Competition Jurisprudence In India

Saima Hassan

10 March 2021 6:36 PM IST

  • Competition Jurisprudence In India

    'Antitrust laws … are the Magna Carta of free enterprise. They are as important to the preservation of economic freedom and our free-enterprise system as the Bill of Rights is to the protection of our fundamental personal freedoms[1].' According to the World Bank and Organization for Economic Co-operation and Development (OECD) report "Competition is a situation in a market in...

    'Antitrust laws … are the Magna Carta of free enterprise. They are as important to the preservation of economic freedom and our free-enterprise system as the Bill of Rights is to the protection of our fundamental personal freedoms[1].'

    According to the World Bank and Organization for Economic Co-operation and Development (OECD) report "Competition is a situation in a market in which firms or sellers independently strive for the buyers' patronage in order to achieve a particular business objective for example, profits, sales or market share[2]". The aim of Competition is to ensure that consumers pay the lowest possible price coupled with the highest quality of the goods and services which they consume. In an industry where there is healthy competition, often, there is a tendency, that the industry would become better and efficient. Competition is a situation where the market remains accessible to potential new enterprises and that enterprises operate under the compulsion of competition.

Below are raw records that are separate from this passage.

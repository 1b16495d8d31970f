//! Pure formatting functions for UI output.
//!
//! This module contains all display/formatting logic separated from user
//! interaction. The core never logs; everything the user sees goes through
//! here.

use crate::git::TagDetails;
use crate::warning::PublishWarning;
use console::style;
use time::format_description;
use time::OffsetDateTime;

/// Format and print an error message in red.
pub fn display_error(message: &str) {
    eprintln!("\x1b[31mERROR:\x1b[0m {}", message);
}

/// Format and print a success message with green checkmark.
pub fn display_success(message: &str) {
    println!("\x1b[32m✓\x1b[0m {}", message);
}

/// Format and print a status message with yellow arrow.
pub fn display_status(message: &str) {
    println!("\x1b[33m→\x1b[0m {}", message);
}

/// Display a warning to the user.
pub fn display_warning(warning: &PublishWarning) {
    eprintln!("\x1b[33m⚠ WARNING:\x1b[0m {}", warning);
}

/// Display the version transition about to be committed.
pub fn display_version_change(old_version: &str, new_version: &str) {
    println!(
        "Change version {} to {}",
        style(old_version).blue(),
        style(new_version).green()
    );
}

/// Display the git command needed to push the tag later by hand.
pub fn display_manual_push_instruction(tag: &str, remote: &str) {
    println!(
        "\n\x1b[33m→\x1b[0m To push this release later, run:\n  \x1b[36mgit push {} && git push {} {}\x1b[0m",
        remote, remote, tag
    );
}

/// Render the tag history report.
///
/// One row per tag: name, annotation label, tagger, date. Tags whose label is
/// one of `release_labels` get the release color.
///
/// # Arguments
/// * `tags` - Tag details, already filtered and sorted by the caller
/// * `release_labels` - Annotation labels highlighted as releases
pub fn display_tag_history(tags: &[TagDetails], release_labels: &[String]) {
    if tags.is_empty() {
        println!("{}", style("No tags to show...").yellow());
        return;
    }

    for tag in tags {
        let is_release = release_labels
            .iter()
            .any(|label| label == tag.message.trim());

        let name = if is_release {
            style(tag.name.as_str()).green()
        } else {
            style(tag.name.as_str()).magenta()
        };

        println!(
            "{}\t{}\t{}\t{}",
            name,
            style(tag.message.as_str()).cyan(),
            style(tag.tagger.as_str()).yellow(),
            style(format_tag_date(tag.when_unix)).blue()
        );
    }
}

/// Render a unix timestamp as "YYYY-MM-DD HH:MM", falling back to the raw
/// seconds when out of range.
pub fn format_tag_date(when_unix: i64) -> String {
    OffsetDateTime::from_unix_timestamp(when_unix)
        .ok()
        .and_then(|dt| {
            format_description::parse("[year]-[month]-[day] [hour]:[minute]")
                .ok()
                .and_then(|fmt| dt.format(&fmt).ok())
        })
        .unwrap_or_else(|| when_unix.to_string())
}
//! Assembly metadata file access.
//!
//! The metadata file carries two tagged fields, each holding a dotted-quad
//! version string:
//!
//! ```text
//! [assembly: AssemblyVersion("1.2.0.4")]
//! [assembly: AssemblyFileVersion("1.2.0.4")]
//! ```
//!
//! Reading extracts both values; applying a bump substitutes the new version
//! into both fields so they converge even if they disagreed before.

use crate::error::{PublishError, Result};
use crate::warning::PublishWarning;
use regex::Regex;
use std::fs;
use std::path::{Path, PathBuf};

const ASSEMBLY_VERSION_FIELD: &str = "AssemblyVersion";
const ASSEMBLY_FILE_VERSION_FIELD: &str = "AssemblyFileVersion";

/// Reads and rewrites the assembly metadata file
pub struct MetadataStore {
    path: PathBuf,
}

/// File content captured at read time, with both version fields extracted
#[derive(Debug, Clone)]
pub struct MetadataSnapshot {
    content: String,
    pub assembly_version: String,
    pub file_version: String,
}

impl MetadataStore {
    /// Create a store for the metadata file at `path`
    pub fn new(path: impl Into<PathBuf>) -> Self {
        MetadataStore { path: path.into() }
    }

    pub fn path(&self) -> &Path {
        &self.path
    }

    /// Read the file and extract both tagged version fields.
    ///
    /// # Returns
    /// * `Ok(MetadataSnapshot)` - Content plus both extracted versions
    /// * `Err` - If the file cannot be read or either field is missing
    pub fn read(&self) -> Result<MetadataSnapshot> {
        let content = fs::read_to_string(&self.path)?;

        let assembly_version = extract_field(&content, ASSEMBLY_VERSION_FIELD)?;
        let file_version = extract_field(&content, ASSEMBLY_FILE_VERSION_FIELD)?;

        Ok(MetadataSnapshot {
            content,
            assembly_version,
            file_version,
        })
    }

    /// Substitute `new_version` into both tagged fields and write the file back.
    pub fn apply(&self, snapshot: &MetadataSnapshot, new_version: &str) -> Result<()> {
        let updated = substitute_field(&snapshot.content, ASSEMBLY_VERSION_FIELD, new_version)?;
        let updated = substitute_field(&updated, ASSEMBLY_FILE_VERSION_FIELD, new_version)?;

        fs::write(&self.path, updated)?;
        Ok(())
    }
}

impl MetadataSnapshot {
    /// The version string handed to the bump core.
    ///
    /// `AssemblyVersion` is authoritative when the two fields disagree.
    pub fn current_version(&self) -> &str {
        &self.assembly_version
    }

    /// Report when the two fields hold different versions
    pub fn field_mismatch(&self) -> Option<PublishWarning> {
        if self.assembly_version != self.file_version {
            Some(PublishWarning::VersionFieldMismatch {
                assembly_version: self.assembly_version.clone(),
                file_version: self.file_version.clone(),
            })
        } else {
            None
        }
    }
}

fn field_regex(field: &str) -> Result<Regex> {
    Regex::new(&format!(r#"{}\("(\d+\.\d+\.\d+\.\d+)"\)"#, field))
        .map_err(|_| PublishError::metadata(format!("Invalid pattern for field {}", field)))
}

fn extract_field(content: &str, field: &str) -> Result<String> {
    let re = field_regex(field)?;

    re.captures(content)
        .and_then(|captures| captures.get(1))
        .map(|m| m.as_str().to_string())
        .ok_or_else(|| {
            PublishError::metadata(format!(
                "No {}(\"W.X.Y.Z\") field found in metadata file",
                field
            ))
        })
}

fn substitute_field(content: &str, field: &str, new_version: &str) -> Result<String> {
    let re = field_regex(field)?;
    let replacement = format!("{}(\"{}\")", field, new_version);

    Ok(re.replace(content, replacement.as_str()).into_owned())
}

    Competition is an important requisite in the efficient functioning of markets. It benefits consumer by encouraging innovation, efficiency and widening of choice, enabling consumers to buy the goods and services at a reasonable price and contributing to our national competitiveness. Law is an instrument to regulate human behaviour, be it social life or business life. With the emergence of string and dominating market players, law was required to regulate their behaviour in the market. Competition cannot be left unfettered in the belief that it will drive out unfair trade practices. Free trade, in the modern and technologically more complex age, does not provide all the safeguards.

    The makers of the constitution had realized that in a country like India, political democracy would be useless without economic democracy. Accordingly, they incorporated few provisions in the constitution with a view to achieve amelioration of the socioeconomic condition of the masses. By the Constitution Amendment Act of 1976, we the people of India have accepted a socialistic pattern of society as our goals. One of the principal methods for establishing such a society is preventing concentration of economic power in few hands or institutions. The Directive Principles are designed to usher in a social and economic democracy in the country. These principles obligate the state to take positive action in certain direction in order to promote the welfare of the people and achieve economic democracy. These principles give directions to the legislature and executive in India as regards the manner in which they should exercise their power.

    To preserve the laudable ideals of free enterprises and protection of the consumer, the state has to intervene to regulate trade and commerce so that there is no undue concentration of means of production and market dominance, which is inimical to the welfare of the society. The term competition can be correlated with trade. Even Article 19 (1) (g) guarantees to all citizens, the right to practice any profession or to carry on any occupation, trade or business. Further, Article 38 and 39 lay down that state shall strive to promote the welfare of the people by securing and protecting as effectively as it may, a social order in which justice, social, economic and political, shall inform all the institutions of national life and the state shall in particular, direct its policy towards securing:

    • That the ownership and control of material resources are distributed to sub-serve the common good and
    • That the operation of economic system does not result in concentration of wealth and means of production to the common detriment.

    It is important to understand the economic milieu which led India to enactment of MRTP Act, 1969. There were many enquiries/studies, which acted as the lodestar/guide for the enactment of the MRTP Act.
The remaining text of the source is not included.